Arm position is associated with the moment arm of each rotator cuff muscles. The moment arm of the supraspinatus is reduced by internal rotation of the humerus and elevation plane (i.e., the scapular and coronal planes).22, 23 A recent anatomical study demonstrated that the supraspinatus insertion overlapped at the lesser tuberosity with the subscapularis. Taken together, decreased moment arm by the EC positions in the scapular and coronal planes may have increased the supraspinatus and subscapularis activities in these positions. In the present study, the infraspinatus was more activated in the sagittal plane, irrespective of the FC or EC position. Several studies showed that the infraspinatus activity did not differ between the EC and FC test positions.10, 11 In our previous study, there was more infraspinatus activation in the sagittal plane compared to the scapular plane. Consistent with these reports, the present study confirmed the relatively increased infraspinatus activity in the sagittal plane compared with the scapular or coronal planes.

The EC and FC tests are useful diagnostic tools for patients with supraspinatus disease.25, 26, 27, 28 Itoi et al reported that both tests were equivalent for diagnosing a torn supraspinatus in terms of accuracy. Additionally, a recent study observed a cross-sectional analysis change during contraction of the supraspinatus using ultrasound and concluded that both tests contracted the supraspinatus. Overall, the EC and FC tests seem to be associated not only with the activity of the supraspinatus but also with those of the other rotator cuff muscles.

The present study had several limitations. First, the measurements were limited to only an external load level of 3 kg, which is equivalent to 10–20% of the maximum muscle strength. The surrounding shoulder muscles are relatively activated when the external resistance more than half of the maximum strength is exerted compared with the rotator cuff muscles. Therefore, we considered that the external load of 3 kg was the most appropriate for evaluating rotator cuff muscle activity.
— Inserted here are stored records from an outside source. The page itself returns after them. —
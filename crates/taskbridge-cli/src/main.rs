//! TaskBridge CLI - drive the task engine from a terminal
//!
//! Plain lines are user input; lines starting with `/` are commands for
//! answering interactions and managing the session.

mod console_transport;

use std::path::PathBuf;
use std::sync::Arc;

use clap::{Parser, Subcommand};
use console::style;
use tokio::io::{AsyncBufReadExt, BufReader};
use tracing::info;
use tracing_subscriber::EnvFilter;

use console_transport::ConsoleTransport;
use taskbridge_core::{ConfigManager, Engine, Error, JsonSessionRepository, PlanDecision, ProcessAgent, TaskState};

#[derive(Parser)]
#[command(name = "taskbridge")]
#[command(version = env!("CARGO_PKG_VERSION"))]
#[command(about = "Run a coding agent with human-in-the-loop approvals", long_about = None)]
struct Cli {
    #[command(subcommand)]
    command: Option<Commands>,

    /// Config file (defaults to the user config directory)
    #[arg(short, long)]
    config: Option<PathBuf>,

    /// Verbose output
    #[arg(short, long)]
    verbose: bool,

    /// User id to act as
    #[arg(short, long, default_value_t = 1)]
    user: i64,
}

#[derive(Subcommand)]
enum Commands {
    /// Interactive session (default)
    Chat,

    /// Show configuration
    Config,
}

#[tokio::main]
async fn main() -> anyhow::Result<()> {
    let cli = Cli::parse();

    let config_manager = match &cli.config {
        Some(path) => ConfigManager::with_path(path.clone())?,
        None => ConfigManager::new()?,
    };

    // Logs go to stderr so they do not interleave with rendered output
    let default_filter = if cli.verbose {
        "info,taskbridge_core=debug".to_string()
    } else {
        config_manager.config().general.log_level.clone()
    };
    tracing_subscriber::fmt()
        .with_env_filter(EnvFilter::try_from_default_env().unwrap_or_else(|_| EnvFilter::new(default_filter)))
        .with_writer(std::io::stderr)
        .init();
    info!(path = %config_manager.path().display(), "Configuration loaded");

    match cli.command {
        Some(Commands::Config) => show_config(&config_manager)?,
        Some(Commands::Chat) | None => run_chat(&config_manager, cli.user).await?,
    }

    Ok(())
}

fn show_config(config_manager: &ConfigManager) -> anyhow::Result<()> {
    println!("{} {}", style("Config file:").bold(), config_manager.path().display());
    println!();
    println!("{}", toml::to_string_pretty(config_manager.config())?);
    Ok(())
}

async fn run_chat(config_manager: &ConfigManager, user_id: i64) -> anyhow::Result<()> {
    let config = config_manager.config();
    let transport = Arc::new(ConsoleTransport::new());
    let agent = Arc::new(ProcessAgent::from_config(&config.agent));
    let repository = Arc::new(JsonSessionRepository::new(config.session.storage_dir()));
    let engine = Engine::with_repository(config, transport, agent, repository);

    let mut reports = engine.subscribe();
    tokio::spawn(async move {
        while let Ok(report) = reports.recv().await {
            let secs = report.elapsed.as_secs_f32();
            match report.state {
                TaskState::Completed => println!("{}", style(format!("✓ done in {:.1}s", secs)).green()),
                TaskState::Failed => println!(
                    "{}",
                    style(format!("✗ failed after {:.1}s: {}", secs, report.error.unwrap_or_default())).red()
                ),
                TaskState::Cancelled => println!("{}", style("⏹ cancelled").yellow()),
                _ => {}
            }
        }
    });

    let session = engine.session(user_id).await;
    println!("{}", style("TaskBridge").bold().cyan());
    println!(
        "{} {}",
        style("Working directory:").dim(),
        session.working_directory.display()
    );
    println!("{}", style("Type /help for commands, /quit to exit.").dim());

    let mut lines = BufReader::new(tokio::io::stdin()).lines();
    while let Some(line) = lines.next_line().await? {
        let line = line.trim();
        if line.is_empty() {
            continue;
        }
        match handle_line(&engine, user_id, line).await {
            Ok(Flow::Continue) => {}
            Ok(Flow::Quit) => break,
            Err(e) => println!("{}", style(format_error(&e)).red()),
        }
    }

    let cancelled = engine.shutdown().await;
    if cancelled > 0 {
        println!("{}", style(format!("Cancelled {} running turn(s)", cancelled)).dim());
    }
    Ok(())
}

enum Flow {
    Continue,
    Quit,
}

async fn handle_line(engine: &Engine, user_id: i64, line: &str) -> taskbridge_core::Result<Flow> {
    let Some(command) = line.strip_prefix('/') else {
        engine.submit_input(user_id, line)?;
        return Ok(Flow::Continue);
    };

    let (name, rest) = match command.split_once(char::is_whitespace) {
        Some((name, rest)) => (name, rest.trim()),
        None => (command, ""),
    };
    let note = (!rest.is_empty()).then(|| rest.to_string());

    match name {
        "approve" => engine.respond_permission(user_id, true, note)?,
        "deny" => engine.respond_permission(user_id, false, note)?,
        "answer" => engine.respond_question(user_id, rest)?,
        "plan" => {
            let (verb, feedback) = match rest.split_once(char::is_whitespace) {
                Some((verb, feedback)) => (verb, Some(feedback.trim().to_string())),
                None => (rest, None),
            };
            let decision = match verb {
                "approve" => PlanDecision::Approved,
                "reject" => PlanDecision::Rejected { feedback },
                _ => {
                    println!("Usage: /plan approve | /plan reject [feedback]");
                    return Ok(Flow::Continue);
                }
            };
            engine.respond_plan(user_id, decision)?;
        }
        "go" => {
            if !engine.flush_input(user_id).await {
                println!("{}", style("Nothing queued").dim());
            }
        }
        "cancel" => {
            if !engine.cancel(user_id).await {
                println!("{}", style("Nothing to cancel").dim());
            }
        }
        "status" => {
            let status = engine.status(user_id);
            let session = engine.session(user_id).await;
            println!("State:      {}", status.state);
            if status.state != TaskState::Idle {
                println!("Elapsed:    {:.1}s", status.elapsed.as_secs_f32());
            }
            if let Some(kind) = status.pending {
                println!("Waiting on: {}", kind);
            }
            println!("Directory:  {}", session.working_directory.display());
            println!("Auto:       {}", on_off(session.flags.auto_approve));
            println!("Brief:      {}", on_off(session.flags.brief_output));
        }
        "cd" if rest.is_empty() => println!("Usage: /cd <dir>"),
        "cd" => {
            let session = engine.set_working_directory(user_id, rest).await?;
            println!("Working directory: {}", session.working_directory.display());
        }
        "new" => {
            engine.new_session(user_id).await?;
            println!("Started a new conversation");
        }
        "auto" => match parse_switch(rest) {
            Some(enabled) => {
                engine.set_auto_approve(user_id, enabled).await?;
                println!("Auto-approve {}", on_off(enabled));
            }
            None => println!("Usage: /auto on|off"),
        },
        "brief" => match parse_switch(rest) {
            Some(enabled) => {
                engine.set_brief_output(user_id, enabled).await?;
                println!("Brief output {}", on_off(enabled));
            }
            None => println!("Usage: /brief on|off"),
        },
        "help" => print_help(),
        "quit" | "exit" => return Ok(Flow::Quit),
        other => println!("Unknown command: /{} (try /help)", other),
    }
    Ok(Flow::Continue)
}

fn parse_switch(value: &str) -> Option<bool> {
    match value {
        "on" | "true" | "yes" => Some(true),
        "off" | "false" | "no" => Some(false),
        _ => None,
    }
}

fn on_off(enabled: bool) -> &'static str {
    if enabled { "on" } else { "off" }
}

fn format_error(error: &Error) -> String {
    match error {
        Error::Busy { .. } => "A turn is still running; wait for it or /cancel".to_string(),
        Error::NoPendingRequest { .. } => "Nothing is waiting for an answer".to_string(),
        other => format!("Error: {}", other),
    }
}

fn print_help() {
    println!("{}", style("Commands:").bold());
    println!("  /approve [note]          Allow the pending tool call");
    println!("  /deny [note]             Refuse it, optionally saying why");
    println!("  /answer <text>           Answer the pending question");
    println!("  /plan approve            Accept the proposed plan");
    println!("  /plan reject [feedback]  Send the plan back");
    println!("  /go                      Start queued input without waiting");
    println!("  /cancel                  Stop the running turn");
    println!("  /status                  Show turn and session state");
    println!("  /cd <dir>                Change working directory");
    println!("  /new                     Forget the conversation");
    println!("  /auto on|off             Approve tool calls automatically");
    println!("  /brief on|off            Hide tool progress lines");
    println!("  /quit                    Exit");
}

#[cfg(test)]
mod tests {
    use super::*;

    #[test]
    fn test_parse_switch() {
        assert_eq!(parse_switch("on"), Some(true));
        assert_eq!(parse_switch("off"), Some(false));
        assert_eq!(parse_switch("maybe"), None);
    }

    #[test]
    fn test_cli_parses_user_and_config() {
        let cli = Cli::parse_from(["taskbridge", "--user", "42", "--config", "/tmp/tb.toml"]);
        assert_eq!(cli.user, 42);
        assert_eq!(cli.config, Some(PathBuf::from("/tmp/tb.toml")));
        assert!(cli.command.is_none());
    }
}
Second, the measurement position was limited to 45° and 90° of arm elevation. Because the supraspinatus elevation moment arm is increased with the arm at the side (0° position), analysis that included this position may have been needed in the present study. Third, the use of surface electrodes over the infraspinatus may have been invalid because this has been shown in some exercises. Fourth, although the EC/FC tests usually asses the isometric strength,7, 25, 31 we did not confirm whether the tests were performed during the isometric movement; this would extend the case in which the rotator cuff muscles fail. Finally, we did not analyse the teres minor in the rotator cuff. Resolving these issues may lead to a better understanding of the rotator cuff muscle activity during the EC and FC tests.

The present study demonstrated that the rotator cuff muscles perform different activities according to the FC and EC test positions and the plane of elevation. For the supraspinatus and lower/upper subscapularis, the muscle activities were influenced by the EC position and the elevation plane; although for the infraspinatus, the activities were associated exclusively with the elevation plane. Thus, the rotator cuff muscles are influenced by arm position and the elevation plane during the EC and FC tests. These data will provide useful information when physicians and therapists perform the EC and FC tests in clinical settings.

Conflicts of interest

The authors declare that they have no conflicts of interest.